> **Exercise objective**:
Search the entries below for "false", and copy each line where it appears.

(Stored data entries)
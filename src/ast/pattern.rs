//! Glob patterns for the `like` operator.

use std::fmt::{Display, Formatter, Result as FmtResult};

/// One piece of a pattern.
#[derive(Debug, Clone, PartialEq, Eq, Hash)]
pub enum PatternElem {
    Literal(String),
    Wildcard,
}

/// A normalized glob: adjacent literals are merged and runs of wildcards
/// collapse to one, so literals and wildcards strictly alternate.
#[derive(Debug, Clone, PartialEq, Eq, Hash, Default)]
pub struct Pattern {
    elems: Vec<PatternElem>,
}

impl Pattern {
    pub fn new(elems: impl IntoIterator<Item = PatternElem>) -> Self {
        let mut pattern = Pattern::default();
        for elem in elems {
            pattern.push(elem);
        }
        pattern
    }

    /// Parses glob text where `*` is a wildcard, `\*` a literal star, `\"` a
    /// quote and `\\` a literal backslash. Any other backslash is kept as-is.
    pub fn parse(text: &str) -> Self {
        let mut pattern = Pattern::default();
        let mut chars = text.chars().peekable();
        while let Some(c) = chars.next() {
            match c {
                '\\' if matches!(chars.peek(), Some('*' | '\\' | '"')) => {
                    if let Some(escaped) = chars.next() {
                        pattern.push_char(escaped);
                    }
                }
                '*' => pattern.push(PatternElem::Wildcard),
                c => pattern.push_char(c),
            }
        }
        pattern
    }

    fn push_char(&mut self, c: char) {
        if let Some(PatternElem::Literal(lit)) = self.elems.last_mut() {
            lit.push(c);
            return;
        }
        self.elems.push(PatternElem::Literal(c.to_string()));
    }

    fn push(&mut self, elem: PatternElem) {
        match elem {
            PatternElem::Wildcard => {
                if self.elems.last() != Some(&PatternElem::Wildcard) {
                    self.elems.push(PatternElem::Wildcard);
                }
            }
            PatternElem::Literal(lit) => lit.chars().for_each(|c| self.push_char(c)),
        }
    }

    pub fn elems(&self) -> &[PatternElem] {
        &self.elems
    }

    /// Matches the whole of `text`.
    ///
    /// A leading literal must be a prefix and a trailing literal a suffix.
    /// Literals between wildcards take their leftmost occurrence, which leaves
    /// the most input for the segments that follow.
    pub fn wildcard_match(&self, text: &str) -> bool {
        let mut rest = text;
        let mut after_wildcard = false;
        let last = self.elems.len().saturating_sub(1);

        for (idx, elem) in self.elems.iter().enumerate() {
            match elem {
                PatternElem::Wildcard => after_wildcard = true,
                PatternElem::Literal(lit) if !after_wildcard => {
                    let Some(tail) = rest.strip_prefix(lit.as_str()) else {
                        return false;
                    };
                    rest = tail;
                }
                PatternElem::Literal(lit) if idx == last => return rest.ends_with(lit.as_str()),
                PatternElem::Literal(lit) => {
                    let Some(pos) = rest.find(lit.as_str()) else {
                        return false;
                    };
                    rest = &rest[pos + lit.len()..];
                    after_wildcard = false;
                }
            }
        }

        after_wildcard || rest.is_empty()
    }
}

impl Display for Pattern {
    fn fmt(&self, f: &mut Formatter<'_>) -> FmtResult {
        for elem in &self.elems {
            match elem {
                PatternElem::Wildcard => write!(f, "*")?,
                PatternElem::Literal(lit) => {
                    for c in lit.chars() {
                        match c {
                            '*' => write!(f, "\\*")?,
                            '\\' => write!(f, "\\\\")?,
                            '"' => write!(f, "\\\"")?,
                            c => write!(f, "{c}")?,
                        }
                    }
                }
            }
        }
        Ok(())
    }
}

> **The answer**:
        let mut after_wildcard = false;
                        return false;
                        return false;
                    after_wildcard = false;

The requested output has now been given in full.